Greffier lors des débats : M. Petelo GOGO
Greffier lors de la mise à disposition : M. Petelo GOGO

ARRÊT :
- réputée contradictoire,
- prononcé publiquement par mise à disposition de l'arrêt au greffe de la Cour, les parties en ayant été préalablement avisées dans les conditions prévues à l'article 451 du code de procédure civile de la Nouvelle-Calédonie,
- signé par M. Philippe ALLARD, président, et par M. Petelo GOGO, greffier, auquel la minute de la décision a été transmise par le magistrat signataire.

***************************************

Procédure de première instance

Le 15 novembre 2010, M. [Z], M. [A] et Mme [H] ont constitué une société à responsabilité limitée dénommée Degasso, ayant pour objet l'exploitation de tous fonds de commerce de débit de boissons.
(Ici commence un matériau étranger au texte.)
use clap::Parser as _;
use loadtest_visualiser::cli::{exit_code, CliArgs};
use loadtest_visualiser::report::latency_table;
use loadtest_visualiser::visualise_results;

fn main() -> anyhow::Result<()> {
    env_logger::Builder::from_env(env_logger::Env::default().default_filter_or("info"))
        .try_init()?;

    let args = match CliArgs::try_parse() {
        Ok(args) => args,
        Err(e) => {
            // Nothing else to report if the terminal is gone
            e.print().ok();
            std::process::exit(exit_code(&e));
        }
    };
    log::debug!("Using results directory: {}", args.results_dir.display());

    let output = visualise_results(&args.results_dir, args.bins)?;

    println!("\nLatency of successful requests ({})", output.config_name);
    println!("{}", latency_table(&output.latency_rows()));

    log::info!(
        "Visualizations created in: {}",
        args.results_dir.display()
    );

    Ok(())
}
Cette société a été immatriculée le 22 novembre 2010 et les associés ont été désignés en qualité de gérant.

Par jugement du 5 novembre 2012, le tribunal mixte de commerce de Nouméa, sur assignation du receveur des services fiscaux, a prononcé la liquidation judiciaire de la société Degasso, fixé la date provisoire de cessations des paiements au 5 février 2012 et désigné la selarl [K] en qualité de mandataire liquidateur.

Selon requête déposée le 30 juin 2015, la selarl [K], ès qualités, a recherché la responsabilité de M. [Z], de M. [A] et de Mme [H], et sollicité le prononcé de sanctions personnelles.

Par jugement en date du 6 mars 2017, M. [A] a été placé en liquidation judiciaire et, selon ordonnance du 29 mai 2017, M. [S] a été désigné en qualité de mandataire judiciaire ad'hoc à la liquidation judiciaire avec mission de le représenter dans l'instance introduite à son encontre par la selarl [K], ès qualités de liquidatrice de la société Degasso.

Tant Mme [H] que M. [Z] ont contesté avoir commis la moindre faute de gestion.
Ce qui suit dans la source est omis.